Crítica

Amigos de lo ajeno

  • En este libro editado por Renacimiento, el jurisconsulto Domenico Giuriati se pregunta qué tipo de crimen es el plagio, y si merece reprobación de las leyes aparte de la moral

Gustave Flaubert.

Gustave Flaubert. / DS

El del plagio es un bache de tropiezo obligatorio en las disciplinas artísticas ya desde el primer momento en que alguien se decidió a empuñar una pluma o un pincel. El motivo parece claro: mucho más cómodo que partirse las sienes ideando una imagen original resulta tomar prestada la de un vecino, hacerle un par de retoques y presentarla al respetable como propia, en la espera de recabar el aplauso que a la otra se le niega. Entre las mezquindades del plagio, actividad indisoluble del ejercicio de las letras y más en los tiempos que corren, peor que la apropiación indebida, está quizá el silenciamiento del autor real: porque quien plagia suele encontrarse en una posición de poder que permite hacer un círculo de vacío a su alrededor, una nada en la que se desvanecen escritores y poetastros con mucho menos nombre de los que él, amparado por sus títulos, puede servirse sin empacho.

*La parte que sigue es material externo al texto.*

use std::borrow::Cow;

use crate::{ChatError, Result};

const PDF_ANSWER: &str = "Answer the question as detailed as possible from the provided context.
Include the page number if available.
If the answer is not present in the PDF, say so clearly.

Context: {context}
Question: {input}
Answer:";

const QA: &str = "You are a helpful assistant. Answer the following question: {question}";

const NOTE_TAKER: &str = "You are a personal Note Taker bot. Please answer the following
Question: {input}
based on this context: {context}.
If the topic has not been covered in the context, then do not add the extra topic.";

/// Math tutor persona used by the conversational bot
pub const TUTOR_PERSONA: &str =
    "You are a helpful Math assistant. Be friendly and conversational.";

/// System prompt for the mail agent
pub const MAIL_ASSISTANT: &str =
    "You are an AI Gmail assistant that can draft and send emails. \
Use the send_email tool when the user asks you to send a message.";

/// A prompt with `{name}` placeholders
#[derive(Debug, Clone, PartialEq, Eq)]
pub struct PromptTemplate {
    template: Cow<'static, str>,
}

impl PromptTemplate {
    #[inline]
    pub fn new(template: impl Into<Cow<'static, str>>) -> Self {
        Self {
            template: template.into(),
        }
    }

    /// Retrieval answer template for uploaded PDFs. Variables: `context`, `input`.
    #[inline]
    pub const fn pdf_answer() -> Self {
        Self {
            template: Cow::Borrowed(PDF_ANSWER),
        }
    }

    /// One-shot question template. Variables: `question`.
    #[inline]
    pub const fn qa() -> Self {
        Self {
            template: Cow::Borrowed(QA),
        }
    }

    /// Retrieval answer template for notes. Variables: `context`, `input`.
    #[inline]
    pub const fn note_taker() -> Self {
        Self {
            template: Cow::Borrowed(NOTE_TAKER),
        }
    }

    #[inline]
    pub fn as_str(&self) -> &str {
        &self.template
    }

    /// Names of the placeholders in the order they appear
    #[inline]
    pub fn variables(&self) -> Vec<&str> {
        let mut names = Vec::new();
        let mut rest = self.template.as_ref();
        while let Some((name, after)) = next_placeholder(rest) {
            if let Some(name) = name {
                names.push(name);
            }
            rest = after;
        }
        names
    }

    /// Substitute every placeholder. Unknown placeholders are an error;
    /// braces that do not enclose an identifier are kept as written.
    #[inline]
    pub fn fill(&self, values: &[(&str, &str)]) -> Result<String> {
        let mut output = String::with_capacity(self.template.len());
        let mut rest = self.template.as_ref();

        while let Some(open) = rest.find('{') {
            let (literal, from_brace) = rest.split_at(open);
            output.push_str(literal);

            match placeholder_at(from_brace) {
                Some((name, len)) => {
                    let value = values
                        .iter()
                        .find(|(key, _)| *key == name)
                        .map(|(_, value)| *value)
                        .ok_or_else(|| {
                            ChatError::Template(format!("missing value for {{{}}}", name))
                        })?;
                    output.push_str(value);
                    rest = from_brace.get(len..).unwrap_or_default();
                }
                None => {
                    output.push('{');
                    rest = from_brace.get(1..).unwrap_or_default();
                }
            }
        }

        output.push_str(rest);
        Ok(output)
    }
}

/// If `text` starts with `{identifier}`, the identifier and the placeholder length
fn placeholder_at(text: &str) -> Option<(&str, usize)> {
    let inner = text.strip_prefix('{')?;
    let close = inner.find('}')?;
    let name = inner.get(..close)?;
    let is_identifier = !name.is_empty()
        && name
            .chars()
            .all(|c| c.is_ascii_alphanumeric() || c == '_');
    is_identifier.then_some((name, close + 2))
}

/// Advance past the next `{`, reporting the placeholder name when it is one
fn next_placeholder(text: &str) -> Option<(Option<&str>, &str)> {
    let open = text.find('{')?;
    let from_brace = text.get(open..)?;
    match placeholder_at(from_brace) {
        Some((name, len)) => Some((Some(name), from_brace.get(len..)?)),
        None => Some((None, from_brace.get(1..)?)),
    }
}
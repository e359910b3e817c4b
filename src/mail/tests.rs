use std::cell::RefCell;

use serde_json::json;
use wiremock::{
    Mock, MockServer, ResponseTemplate,
    matchers::{body_json, body_partial_json, header, method, path},
};

use super::*;
use crate::chat::ToolCall;
use crate::config::ProviderConfig;
use crate::provider::OpenAiClient;

/// Returns a fixed turn and records the tools it was offered
struct ScriptedModel {
    turn: ModelTurn,
    offered: RefCell<Vec<String>>,
}

impl ScriptedModel {
    fn new(turn: ModelTurn) -> Self {
        Self {
            turn,
            offered: RefCell::new(Vec::new()),
        }
    }
}

impl ToolCallingModel for ScriptedModel {
    fn complete_with_tools(
        &self,
        _messages: &[ChatMessage],
        tools: &[ToolDefinition],
    ) -> std::result::Result<ModelTurn, ProviderError> {
        self.offered
            .borrow_mut()
            .extend(tools.iter().map(|t| t.name().to_string()));
        Ok(self.turn.clone())
    }
}

fn send_call(arguments: serde_json::Value) -> ToolCall {
    ToolCall {
        id: "call_1".to_string(),
        name: SEND_EMAIL_TOOL.to_string(),
        arguments: arguments.to_string(),
    }
}

fn draft() -> EmailDraft {
    EmailDraft {
        to: "friend@example.com".to_string(),
        subject: "Thank you for the meeting".to_string(),
        body: "Hi,\nit was great catching up.".to_string(),
    }
}

fn gmail_for(server: &MockServer) -> GmailClient {
    let config = MailConfig {
        api_base: format!("{}/gmail/v1", server.uri()),
        ..MailConfig::default()
    };
    GmailClient::with_token(&config, "ya29.test").expect("client should build")
}

#[test]
fn message_text_uses_crlf_headers() {
    assert_eq!(
        draft().to_rfc2822(),
        "To: friend@example.com\r\nSubject: Thank you for the meeting\r\nMIME-Version: 1.0\r\n\
         Content-Type: text/plain; charset=\"UTF-8\"\r\n\r\nHi,\r\nit was great catching up."
    );
}

#[test]
fn non_ascii_subject_is_encoded() {
    let email = EmailDraft {
        subject: "Café".to_string(),
        ..draft()
    };

    assert!(email.to_rfc2822().contains("Subject: =?UTF-8?B?Q2Fmw6k=?=\r\n"));
}

#[test]
fn draft_validation() {
    assert!(draft().validate().is_ok());

    let no_at = EmailDraft {
        to: "friend".to_string(),
        ..draft()
    };
    assert!(matches!(no_at.validate(), Err(ChatError::Mail(_))));

    let injected = EmailDraft {
        subject: "Hello\r\nBcc: someone@example.com".to_string(),
        ..draft()
    };
    assert!(matches!(injected.validate(), Err(ChatError::Mail(_))));
}

#[test]
fn plan_offers_only_send_email() {
    let model = ScriptedModel::new(ModelTurn::ToolCalls(vec![send_call(json!({
        "to": "friend@example.com",
        "subject": "Thank you for the meeting",
        "body": "Hi,\nit was great catching up."
    }))]));
    let agent = MailAgent::new(&model, "assistant");

    let plan = agent.plan("Thank my friend for the meeting").expect("should plan");

    assert_eq!(plan, MailPlan::Send(vec![draft()]));
    assert_eq!(*model.offered.borrow(), vec![SEND_EMAIL_TOOL.to_string()]);
}

#[test]
fn text_reply_sends_nothing() {
    let model = ScriptedModel::new(ModelTurn::Reply("Who is the recipient?".to_string()));
    let agent = MailAgent::new(&model, "assistant");

    let plan = agent.plan("Send an email").expect("should plan");

    assert_eq!(plan, MailPlan::Reply("Who is the recipient?".to_string()));
}

#[test]
fn unknown_tool_is_rejected() {
    let model = ScriptedModel::new(ModelTurn::ToolCalls(vec![ToolCall {
        id: "call_1".to_string(),
        name: "delete_inbox".to_string(),
        arguments: "{}".to_string(),
    }]));
    let agent = MailAgent::new(&model, "assistant");

    let result = agent.plan("Clean up");

    assert!(matches!(
        result,
        Err(ChatError::Provider(ProviderError::InvalidResponse(ref msg))) if msg.contains("delete_inbox")
    ));
}

#[test]
fn missing_arguments_are_rejected() {
    let model = ScriptedModel::new(ModelTurn::ToolCalls(vec![send_call(json!({
        "to": "friend@example.com"
    }))]));
    let agent = MailAgent::new(&model, "assistant");

    assert!(matches!(
        agent.plan("Send it"),
        Err(ChatError::Provider(ProviderError::InvalidResponse(_)))
    ));
}

#[tokio::test]
async fn gmail_send_posts_raw_message() {
    let server = MockServer::start().await;
    let raw = URL_SAFE.encode(draft().to_rfc2822().as_bytes());
    Mock::given(method("POST"))
        .and(path("/gmail/v1/users/me/messages/send"))
        .and(header("Authorization", "Bearer ya29.test"))
        .and(body_json(json!({ "raw": raw })))
        .respond_with(ResponseTemplate::new(200).set_body_json(json!({
            "id": "18c1",
            "threadId": "18c0",
            "labelIds": ["SENT"]
        })))
        .expect(1)
        .mount(&server)
        .await;

    let gmail = gmail_for(&server);
    let sent = tokio::task::spawn_blocking(move || gmail.send(&draft()))
        .await
        .expect("blocking task should finish")
        .expect("send should succeed");

    assert_eq!(
        sent,
        SentMessage {
            id: "18c1".to_string(),
            thread_id: Some("18c0".to_string()),
        }
    );
}

#[tokio::test]
async fn expired_token_is_unauthorized() {
    let server = MockServer::start().await;
    Mock::given(method("POST"))
        .respond_with(ResponseTemplate::new(401))
        .mount(&server)
        .await;

    let gmail = gmail_for(&server);
    let result = tokio::task::spawn_blocking(move || gmail.send_all(&[draft()]))
        .await
        .expect("blocking task should finish");

    assert!(matches!(
        result,
        Err(ChatError::Provider(ProviderError::Unauthorized(401)))
    ));
}

#[tokio::test]
async fn instruction_to_sent_email() {
    let server = MockServer::start().await;
    Mock::given(method("POST"))
        .and(path("/v1/chat/completions"))
        .and(body_partial_json(json!({
            "tools": [ { "type": "function", "function": { "name": "send_email" } } ],
            "messages": [
                { "role": "system", "content": "assistant" },
                { "role": "user", "content": "Thank friend@example.com for the meeting" }
            ]
        })))
        .respond_with(ResponseTemplate::new(200).set_body_json(json!({
            "choices": [{
                "index": 0,
                "message": {
                    "role": "assistant",
                    "content": null,
                    "tool_calls": [{
                        "id": "call_1",
                        "type": "function",
                        "function": {
                            "name": "send_email",
                            "arguments": json!({
                                "to": "friend@example.com",
                                "subject": "Thank you for the meeting",
                                "body": "Hi,\nit was great catching up."
                            }).to_string()
                        }
                    }]
                }
            }]
        })))
        .expect(1)
        .mount(&server)
        .await;
    Mock::given(method("POST"))
        .and(path("/gmail/v1/users/me/messages/send"))
        .respond_with(ResponseTemplate::new(200).set_body_json(json!({ "id": "m1" })))
        .expect(1)
        .mount(&server)
        .await;

    let provider = ProviderConfig {
        base_url: format!("{}/v1", server.uri()),
        ..ProviderConfig::default()
    };
    let client = OpenAiClient::with_api_key(&provider, "sk-test").expect("client should build");
    let gmail = gmail_for(&server);

    let sent = tokio::task::spawn_blocking(move || {
        let agent = MailAgent::new(client, "assistant");
        match agent.plan("Thank friend@example.com for the meeting")? {
            MailPlan::Send(drafts) => gmail.send_all(&drafts),
            MailPlan::Reply(text) => Err(ChatError::Mail(text)),
        }
    })
    .await
    .expect("blocking task should finish")
    .expect("email should be sent");

    assert_eq!(sent.len(), 1);
    assert_eq!(sent[0].id, "m1");
    assert_eq!(sent[0].thread_id, None);
}
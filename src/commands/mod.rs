
use anyhow::{Context, Result};
use console::style;
use dialoguer::{Confirm, Input};
use std::path::{Path, PathBuf};
use tracing::{error, info};

use crate::chat::{ChatModel, Transcript, Tutor, answer_question};
use crate::config::Config;
use crate::database::VectorStore;
use crate::embeddings::Embedder;
use crate::extractor::Document;
use crate::mail::{EmailDraft, GmailClient, MailAgent, MailPlan};
use crate::notion::NotionClient;
use crate::pipeline::{IndexSummary, PipelineOptions, RagPipeline, SessionContext, SessionState};
use crate::provider::OpenAiClient;

/// A line typed into an interactive session
#[derive(Debug, Clone, PartialEq, Eq)]
pub enum ChatCommand {
    /// `/process <pdf>...`
    Process(Vec<PathBuf>),
    Reset,
    History,
    Help,
    Quit,
    /// Any line that is not a command
    Question(String),
    /// A `/word` that is not a known command
    Unknown(String),
    Empty,
}

impl ChatCommand {
    #[inline]
    pub fn parse(line: &str) -> Self {
        let line = line.trim();
        if line.is_empty() {
            return Self::Empty;
        }

        let Some(rest) = line.strip_prefix('/') else {
            return Self::Question(line.to_string());
        };

        let (name, args) = rest
            .split_once(char::is_whitespace)
            .unwrap_or((rest, ""));
        match name {
            "process" => Self::Process(split_paths(args).into_iter().map(PathBuf::from).collect()),
            "reset" => Self::Reset,
            "history" => Self::History,
            "help" => Self::Help,
            "quit" | "exit" => Self::Quit,
            other => Self::Unknown(other.to_string()),
        }
    }
}

/// Split command arguments on whitespace. Single or double quotes keep a
/// path with spaces together; an unterminated quote runs to the end.
fn split_paths(args: &str) -> Vec<String> {
    let mut paths = Vec::new();
    let mut current = String::new();
    let mut quote: Option<char> = None;
    let mut in_word = false;

    for c in args.chars() {
        match quote {
            Some(q) if c == q => quote = None,
            Some(_) => current.push(c),
            None if c == '"' || c == '\'' => {
                quote = Some(c);
                in_word = true;
            }
            None if c.is_whitespace() => {
                if in_word {
                    paths.push(std::mem::take(&mut current));
                    in_word = false;
                }
            }
            None => {
                current.push(c);
                in_word = true;
            }
        }
    }
    if in_word {
        paths.push(current);
    }
    paths
}

/// What the chat loop should show after a command ran
#[derive(Debug, Clone, PartialEq, Eq)]
pub enum ChatReply {
    Answer(String),
    Processed(IndexSummary),
    History(Transcript),
    Reset,
    Help,
    Quit,
    Nothing,
}

const HELP: &str = "Commands:
  /process <pdf>...  index one or more PDF files, replacing the current index
                     (quote paths that contain spaces)
  /reset             clear the conversation (the index is kept)
  /history           show the conversation so far
  /quit              leave the chat
Anything else is sent as a question.";

fn load_config(config_dir: &Path) -> Result<Config> {
    Config::load(config_dir).context("Failed to load configuration")
}

fn provider_client(config: &Config) -> Result<OpenAiClient> {
    OpenAiClient::new(&config.provider).context("Failed to create provider client")
}

async fn open_pipeline(
    config: &Config,
    options: PipelineOptions,
) -> Result<RagPipeline<OpenAiClient, OpenAiClient>> {
    let client = provider_client(config)?;
    let store = VectorStore::open(config)
        .await
        .context("Failed to open vector store")?;
    Ok(RagPipeline::new(store, client.clone(), client, options)?)
}

/// Load PDFs from disk; the first unreadable file aborts the upload
#[inline]
pub fn load_pdfs(paths: &[PathBuf]) -> crate::Result<Vec<Document>> {
    paths.iter().map(|p| Document::from_pdf_path(p)).collect()
}

/// Run one parsed command against a session
#[inline]
pub async fn run_chat_command<E: Embedder, M: ChatModel>(
    pipeline: &RagPipeline<E, M>,
    session: &mut SessionContext,
    command: ChatCommand,
) -> crate::Result<ChatReply> {
    match command {
        ChatCommand::Process(paths) => {
            let documents = load_pdfs(&paths)?;
            let summary = pipeline.process_documents(session, &documents).await?;
            Ok(ChatReply::Processed(summary))
        }
        ChatCommand::Question(question) => {
            let answer = pipeline.ask(session, &question).await?;
            Ok(ChatReply::Answer(answer))
        }
        ChatCommand::Reset => {
            session.reset();
            Ok(ChatReply::Reset)
        }
        ChatCommand::History => Ok(ChatReply::History(session.transcript().clone())),
        ChatCommand::Help | ChatCommand::Unknown(_) => Ok(ChatReply::Help),
        ChatCommand::Quit => Ok(ChatReply::Quit),
        ChatCommand::Empty => Ok(ChatReply::Nothing),
    }
}

fn print_summary(summary: &IndexSummary) {
    println!(
        "{} Indexed {} passages from {} documents into '{}'",
        style("✓").green(),
        summary.passages,
        summary.documents,
        summary.index_name
    );
}

fn print_transcript(transcript: &Transcript) {
    if transcript.is_empty() {
        println!("{}", style("No conversation yet.").dim());
        return;
    }
    for turn in transcript.turns() {
        println!("{}: {}", style(turn.role).bold(), turn.text);
    }
}

fn read_line(prompt: &str) -> Option<String> {
    Input::<String>::new()
        .with_prompt(prompt)
        .allow_empty(true)
        .interact_text()
        .ok()
}

/// Index PDFs without starting a chat
#[inline]
pub async fn process_pdfs(config_dir: &Path, paths: &[PathBuf]) -> Result<()> {
    let config = load_config(config_dir)?;
    let pipeline = open_pipeline(&config, PipelineOptions::pdf(&config)).await?;
    let mut session = SessionContext::new();

    let documents = load_pdfs(paths)?;
    let summary = pipeline.process_documents(&mut session, &documents).await?;
    print_summary(&summary);
    Ok(())
}

/// Interactive chat over the PDF index
#[inline]
pub async fn chat(config_dir: &Path, paths: &[PathBuf]) -> Result<()> {
    let config = load_config(config_dir)?;
    let pipeline = open_pipeline(&config, PipelineOptions::pdf(&config)).await?;
    let mut session = pipeline.open_session().await?;

    println!("{}", style("📄 Chat with PDF").bold().cyan());
    if !paths.is_empty() {
        match run_chat_command(&pipeline, &mut session, ChatCommand::Process(paths.to_vec()))
            .await
        {
            Ok(ChatReply::Processed(summary)) => print_summary(&summary),
            Ok(_) => {}
            Err(e) => println!("{} {}", style("Error:").red().bold(), e),
        }
    }
    if session.state() == SessionState::Idle {
        println!("No documents indexed yet. Use /process <pdf>... to add some.");
    }
    println!("{}", style("Type /help for commands.").dim());

    while let Some(line) = read_line("You") {
        let command = ChatCommand::parse(&line);
        if let ChatCommand::Unknown(name) = &command {
            println!("{} unknown command /{}", style("?").yellow(), name);
        }

        match run_chat_command(&pipeline, &mut session, command).await {
            Ok(ChatReply::Answer(answer)) => println!("{} {}", style("Assistant:").green().bold(), answer),
            Ok(ChatReply::Processed(summary)) => print_summary(&summary),
            Ok(ChatReply::History(transcript)) => print_transcript(&transcript),
            Ok(ChatReply::Reset) => println!("{}", style("Conversation cleared.").dim()),
            Ok(ChatReply::Help) => println!("{}", HELP),
            Ok(ChatReply::Quit) => break,
            Ok(ChatReply::Nothing) => {}
            Err(e) => {
                error!("Chat command failed: {}", e);
                println!("{} {}", style("Error:").red().bold(), e);
            }
        }
    }

    info!(
        "Chat ended after {} turns",
        session.transcript().len()
    );
    Ok(())
}

/// Answer one question from the PDF index
#[inline]
pub async fn ask(config_dir: &Path, question: &str) -> Result<()> {
    let config = load_config(config_dir)?;
    let pipeline = open_pipeline(&config, PipelineOptions::pdf(&config)).await?;
    let answer = pipeline.answer_once(question).await?;
    println!("{}", answer);
    Ok(())
}

/// Plain Q&A with no documents
#[inline]
pub fn qa(config_dir: &Path, question: &str) -> Result<()> {
    let config = load_config(config_dir)?;
    let client = provider_client(&config)?.with_temperature(None);
    let answer = answer_question(&client, question)?;
    println!("{}", answer);
    Ok(())
}

/// Conversational tutor with a fixed persona
#[inline]
pub fn tutor(config_dir: &Path) -> Result<()> {
    let config = load_config(config_dir)?;
    let client = provider_client(&config)?.with_temperature(config.tutor.temperature);
    let mut tutor = Tutor::new(client, config.tutor.system_prompt.clone());

    println!("{}", style("🎓 Tutor").bold().cyan());
    println!("{}", style("Type /reset to start over, /quit to leave.").dim());

    while let Some(line) = read_line("You") {
        match ChatCommand::parse(&line) {
            ChatCommand::Quit => break,
            ChatCommand::Reset => {
                tutor.reset();
                println!("{}", style("Conversation cleared.").dim());
            }
            ChatCommand::History => print_transcript(tutor.transcript()),
            ChatCommand::Question(message) => match tutor.send(&message) {
                Ok(reply) => println!("{} {}", style("Tutor:").green().bold(), reply),
                Err(e) => println!("{} {}", style("Error:").red().bold(), e),
            },
            ChatCommand::Empty => {}
            ChatCommand::Process(_) | ChatCommand::Help | ChatCommand::Unknown(_) => {
                println!("Commands: /reset, /history, /quit");
            }
        }
    }

    Ok(())
}

/// Pull the Notion database and rebuild the notes index
#[inline]
pub async fn notes_sync(config_dir: &Path) -> Result<()> {
    let config = load_config(config_dir)?;
    let database_id = config.notes.resolve_database_id()?;
    let notion = NotionClient::new(&config.notes).context("Failed to create Notion client")?;

    let documents = notion
        .load_documents(&database_id)
        .context("Failed to load pages from Notion")?;
    info!("Loaded {} pages from Notion", documents.len());

    let pipeline = open_pipeline(&config, PipelineOptions::notes(&config)).await?;
    let mut session = SessionContext::new();
    let summary = pipeline.process_documents(&mut session, &documents).await?;
    print_summary(&summary);
    Ok(())
}

/// Answer one question from the notes index
#[inline]
pub async fn notes_ask(config_dir: &Path, question: &str) -> Result<()> {
    let config = load_config(config_dir)?;
    let pipeline = open_pipeline(&config, PipelineOptions::notes(&config)).await?;
    let answer = pipeline.answer_once(question).await?;
    println!("{}", answer);
    Ok(())
}

fn print_draft(draft: &EmailDraft) {
    println!("{} {}", style("To:").bold(), draft.to);
    println!("{} {}", style("Subject:").bold(), draft.subject);
    println!();
    println!("{}", draft.body);
    println!();
}

/// Let the model draft email from an instruction and send it through Gmail
#[inline]
pub fn mail_send(config_dir: &Path, instruction: &str, assume_yes: bool) -> Result<()> {
    let config = load_config(config_dir)?;
    let gmail = GmailClient::new(&config.mail).context("Failed to create Gmail client")?;
    let agent = MailAgent::new(provider_client(&config)?, config.mail.system_prompt.clone());

    let drafts = match agent.plan(instruction)? {
        MailPlan::Reply(text) => {
            println!("{} {}", style("Assistant:").green().bold(), text);
            return Ok(());
        }
        MailPlan::Send(drafts) => drafts,
    };

    for draft in &drafts {
        print_draft(draft);
    }

    if !assume_yes
        && !Confirm::new()
            .with_prompt(format!("Send {} email(s)?", drafts.len()))
            .default(false)
            .interact()?
    {
        println!("Nothing sent.");
        return Ok(());
    }

    for sent in gmail.send_all(&drafts)? {
        println!("{} Sent (message id {})", style("✓").green(), sent.id);
    }
    Ok(())
}

/// Report configuration and the state of every index
#[inline]
pub async fn show_status(config_dir: &Path) -> Result<()> {
    let config = load_config(config_dir)?;

    println!("📊 PDF Chat Status Report");
    println!("{}", "=".repeat(50));
    println!();

    println!("🤖 Provider:");
    println!("   Endpoint: {}", config.provider.base_url);
    println!("   Chat model: {}", config.provider.chat_model);
    println!("   Embedding model: {}", config.provider.embedding_model);
    match config.provider.api_key() {
        Ok(_) => println!("   ✅ API key: ${} is set", config.provider.api_key_env),
        Err(e) => println!("   ❌ API key: {}", e),
    }

    println!();
    println!("🔍 Vector Database:");
    let store = match VectorStore::open(&config).await {
        Ok(store) => {
            println!("   ✅ LanceDB: {}", store.path().display());
            store
        }
        Err(e) => {
            println!("   ❌ LanceDB: Failed to open - {}", e);
            return Ok(());
        }
    };

    for name in [&config.retrieval.index_name, &config.notes.index_name] {
        match store.open_index(name).await {
            Ok(index) => {
                let count = index.count().await?;
                println!(
                    "   📚 {}: {} passages, {} dimensions",
                    name,
                    count,
                    index.dimension()
                );
            }
            Err(crate::ChatError::IndexMissing { .. }) => {
                println!("   ⏳ {}: not built yet", name);
            }
            Err(e) => println!("   ❌ {}: {}", name, e),
        }
    }

    Ok(())
}
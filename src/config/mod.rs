// Configuration management module
// TOML settings under the platform config directory plus the interactive editor

pub mod interactive;
pub mod settings;

#[cfg(test)]
mod tests;

pub use interactive::{run_interactive_config, show_config};
pub use settings::{
    Config, ConfigError, MailConfig, NotesConfig, ProviderConfig, RetrievalConfig, TutorConfig,
};

pub use crate::embeddings::chunking::ChunkingConfig;

/// Get the configuration directory path
#[inline]
pub fn get_config_dir() -> Result<std::path::PathBuf, ConfigError> {
    Config::config_dir()
}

Que el asunto levantaba ampollas hace ya más de un siglo (y cabe remontarse a un pasado todavía más distante) lo revela este volumen del jurisconsulto Domenico Giuriati, publicado originalmente en 1903, y que trata de ser, de un modo informal y a menudo ocurrente, una especie de enciclopedia de la copia tanto desde el aspecto histórico como del legal. Giuriati se pregunta qué tipo de crimen es el plagio, y si merece reprobación de las leyes aparte de la moral; cuándo se puede hablar exactamente de plagio, si se puede perpetrar de manera inconsciente; por qué se lleva a cabo, y, sobre todo, por qué hay lumbreras consagradas de la literatura que se rebajan a su empleo sin necesidad; quiénes lo hicieron primero, cómo, para qué; si podría evitarse y, en tal caso, de qué armas deberían proveerse las autoridades para prevenir su proliferación. La monografía de Giuriati es instructiva, además de amena, y conserva una dolorosa actualidad: la gran mayoría de sus interrogaciones y dictámenes podrían haber sido escritos fácilmente ayer.Todos creemos saber detectar un plagio en cuanto lo sobrevolamos, pero no siempre queda claro dónde comienza. Aquí el autor cita algunas de las excusas que a lo largo de los siglos los plagiarios han empleado para defender su dudoso quehacer, y lo cierto es que muchas de ellas resultan difíciles de salvar aun para quienes se presumen sordos a toda influencia. En primer lugar, resulta prácticamente imposible innovar en cuestión de tema, sobre todo si uno escucha el medio cultural, nacional, espaciotemporal en el que vive: asomémonos a cualquier mesa de novedades y contemos la cantidad de novelas que se escriben sobre mujeres en la cuarentena que buscan su posición en una sociedad heteropatriarcal amenazada por el naufragio. Y en relación con esto, sobre todo en el mundo posmoderno en el que nos ha tocado vivir, se encuentra la superstición de la intertextualidad, o el robo puro y simple enmascarado de ocurrencia: una vez admitido que nada nuevo hay bajo el sol, al artista no le queda sino permutar lo que otros ya hicieron, en una sumaria labor de corta-y-pega (la propia expresión ya se ha convertido en etiqueta) sin mayores retortijones de conciencia. De Andy Warhol a Borges, el plagio se consagra bajo el eufemismo académico de deconstrucción u homenaje.

Este libro de Giuriati se lee comoun gráfico recorrido por algunos de los plagios más sonrojantes de la historia. Abundan, como es natural, los de escritores del siglo XIX, y mayormente de las áreas francesa e italiana: al respecto, es descacharrante el saqueo, cotejado al milímetro, al que Edmundo De Amicis sometió el Viaje a España de Théophile Gautier, ampliado luego por latrocinios de otros maestros: Montaigne, Balzac, Flaubert, Dante, Shakespeare y un largo etcétera que incluye los nombres más sonoros de la literatura mundial. Escrito en un moroso estilo de conversación de café, entre guasón y melancólico, el texto se pierde a menudo en deliciosas divagaciones que nos llevan del oficio del artesano literario a las leyes contra el duelo, en la vena de esas misceláneas, cada más raras por desgracia, donde el libro es una especie de amigo al que escuchamos con ensimismamiento, buscando apearnos de obligaciones más urgentes y engorrosas. Una excelente excusa, en fin, para pasar un buen rato entre ladrones de versos y sus pobres víctimas.